One project page came to about 28 MB. It’s understandable why it can feel slow.

The encouraging part: the same CDN can serve optimized WebP once you add f_auto,q_auto to the URL. Combined with lazy-loading and fewer images per view, the improvement can be significant without leaving Artlogic.

The POC: same art, about 13× lighter

I pulled Susan Street’s actual project and artwork images, converted them to right-sized WebP, and built three demo pages — Home, Artists, Projects.

The entire image set for all three pages came to about 1.0 MB total, compared with ~28 MB for a single current project page. Same art. Lazy-loaded. Native loading="lazy". Exhibition-first information architecture with Inquire CTAs, a consulting offer, and Solana Beach identity.

Live preview: ssfa-redesign-poc.pages.dev

The POC isn’t really a platform migration pitch.

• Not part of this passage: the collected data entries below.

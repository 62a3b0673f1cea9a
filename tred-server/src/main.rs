//! Binary entrypoint for `tred-server`.

mod app;
mod network;

fn main() {
    if let Err(err) = app::run() {
        eprintln!("failed to start tred-server: {err}");
        std::process::exit(1);
    }
}
//! Framed primitive reads and writes over binlog byte streams.
//!
//! The codec moves fixed-width big-endian integers and raw byte runs; it never interprets
//! record magics or payload layout. Interpretation belongs to the replay handler.

use std::io::{BufRead, Write};

use thiserror::Error;

/// Read-side failure classification for framed binlog streams.
#[derive(Debug, Error)]
pub enum CodecError {
    /// The stream ended before the requested bytes were available.
    #[error("unexpected end of stream")]
    Eof,
    /// The underlying reader failed for a reason other than end of stream.
    #[error("io error: {0}")]
    Io(std::io::Error),
}

/// Buffered reader with exact-read primitives and a consumed-byte counter.
///
/// The counter only advances on fully satisfied reads, so after a failed read it still points
/// at the last whole-item boundary. The replay scan uses this to find the last complete record.
#[derive(Debug)]
pub struct BinlogReader<R> {
    inner: R,
    consumed: u64,
}

impl<R: BufRead> BinlogReader<R> {
    /// Wraps a buffered byte source positioned at the start of the log.
    #[must_use]
    pub fn new(inner: R) -> Self {
        Self { inner, consumed: 0 }
    }

    /// Byte offset of the end of the last fully satisfied read.
    #[must_use]
    pub fn consumed(&self) -> u64 {
        self.consumed
    }

    /// Reads exactly 4 bytes as a big-endian `u32`.
    ///
    /// # Errors
    ///
    /// `CodecError::Eof` when fewer than 4 bytes remain, `CodecError::Io` otherwise.
    pub fn read_u32(&mut self) -> Result<u32, CodecError> {
        let mut bytes = [0_u8; 4];
        self.fill(&mut bytes)?;
        Ok(u32::from_be_bytes(bytes))
    }

    /// Reads exactly 8 bytes as a big-endian `u64`.
    ///
    /// # Errors
    ///
    /// `CodecError::Eof` when fewer than 8 bytes remain, `CodecError::Io` otherwise.
    pub fn read_u64(&mut self) -> Result<u64, CodecError> {
        let mut bytes = [0_u8; 8];
        self.fill(&mut bytes)?;
        Ok(u64::from_be_bytes(bytes))
    }

    /// Reads exactly `len` bytes into a fresh buffer.
    ///
    /// # Errors
    ///
    /// `CodecError::Eof` when fewer than `len` bytes remain, `CodecError::Io` otherwise
    /// (including lengths that do not fit the platform's address space).
    pub fn read_exact(&mut self, len: u64) -> Result<Vec<u8>, CodecError> {
        let len = usize::try_from(len).map_err(|_| {
            CodecError::Io(std::io::Error::new(
                std::io::ErrorKind::InvalidInput,
                "record length exceeds platform limits",
            ))
        })?;
        let mut bytes = vec![0_u8; len];
        self.fill(&mut bytes)?;
        Ok(bytes)
    }

    fn fill(&mut self, bytes: &mut [u8]) -> Result<(), CodecError> {
        match self.inner.read_exact(bytes) {
            Ok(()) => {
                self.consumed = self.consumed.saturating_add(bytes.len() as u64);
                Ok(())
            }
            Err(error) if error.kind() == std::io::ErrorKind::UnexpectedEof => Err(CodecError::Eof),
            Err(error) => Err(CodecError::Io(error)),
        }
    }
}

/// Buffered writer with the matching append primitives.
#[derive(Debug)]
pub struct BinlogWriter<W> {
    inner: W,
}

impl<W: Write> BinlogWriter<W> {
    /// Wraps a buffered byte sink.
    #[must_use]
    pub fn new(inner: W) -> Self {
        Self { inner }
    }

    /// Appends a big-endian `u32` to the buffer.
    ///
    /// # Errors
    ///
    /// Propagates the underlying write failure.
    pub fn write_u32(&mut self, value: u32) -> std::io::Result<()> {
        self.inner.write_all(&value.to_be_bytes())
    }

    /// Appends raw bytes to the buffer.
    ///
    /// # Errors
    ///
    /// Propagates the underlying write failure.
    pub fn write_bytes(&mut self, payload: &[u8]) -> std::io::Result<()> {
        self.inner.write_all(payload)
    }

    /// Pushes buffered bytes to the underlying sink.
    ///
    /// # Errors
    ///
    /// Propagates the underlying flush failure.
    pub fn flush(&mut self) -> std::io::Result<()> {
        self.inner.flush()
    }
}
use tred_store::Store;

use super::parse_opts::{parse_set_options, resolve_expire_at_unix_millis};
use crate::command::{CommandFrame, CommandReply};

pub(super) fn handle_ping(_store: &Store, _frame: &CommandFrame) -> CommandReply {
    CommandReply::SimpleString("PONG".to_owned())
}

/// Replies `OK`; the server closes the connection after writing the reply.
pub(super) fn handle_quit(_store: &Store, _frame: &CommandFrame) -> CommandReply {
    CommandReply::SimpleString("OK".to_owned())
}

pub(super) fn handle_echo(_store: &Store, frame: &CommandFrame) -> CommandReply {
    CommandReply::BulkString(frame.args[0].clone())
}

pub(super) fn handle_set(store: &Store, frame: &CommandFrame) -> CommandReply {
    let key = &frame.args[0];
    let value = &frame.args[1];
    let options = match parse_set_options(&frame.args[2..]) {
        Ok(options) => options,
        Err(error) => return CommandReply::Error(error),
    };
    let expire_at_unix_ms = options.expire.map(resolve_expire_at_unix_millis);

    match store.set(key, value, options.condition, expire_at_unix_ms) {
        Ok(()) => CommandReply::SimpleString("OK".to_owned()),
        Err(error) => CommandReply::Error(error.to_string()),
    }
}

pub(super) fn handle_get(store: &Store, frame: &CommandFrame) -> CommandReply {
    match store.get(&frame.args[0]) {
        Some(value) => CommandReply::BulkString(value),
        None => CommandReply::Null,
    }
}

pub(super) fn handle_del(store: &Store, frame: &CommandFrame) -> CommandReply {
    let mut deleted = 0_i64;

    for key in &frame.args {
        match store.delete(key) {
            Ok(true) => deleted = deleted.saturating_add(1),
            Ok(false) => {}
            Err(error) => return CommandReply::Error(error.to_string()),
        }
    }

    CommandReply::Integer(deleted)
}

It’s a way to show that content and design carry most of the weight — the information architecture rebuild and image discipline matter more than ripping out Artlogic.

Design choices in the POC

  • “Now on View” above the fold — so the site feels current, not static
  • One primary CTA per view — Inquire, rather than several competing actions
  • Artwork detail pages — medium, dimensions, advisor path; no prices (inquiry model)
  • Consulting as a first-class offer — in-home curatorial services, collection development, on-site consultation
  • Accessibility baseline — meaningful alt text on hero and artwork images (the live site currently ships empty alt='' on carousel slides)
  • Mobile tasks, not just a mobile slideshow — something to do on a phone, not only pinch-zoom a banner

What I’d do differently

I’d measure Core Web Vitals on the live site before writing recommendations — the image audit made a strong case, but LCP numbers comparing the POC to production would help in a client conversation.

I’d also map the Artlogic migration path more explicitly: exhibit-E → modern Artlogic Website is a vendor conversation, not a weekend rebuild. The POC validates direction; migration would be its own project with a content checklist.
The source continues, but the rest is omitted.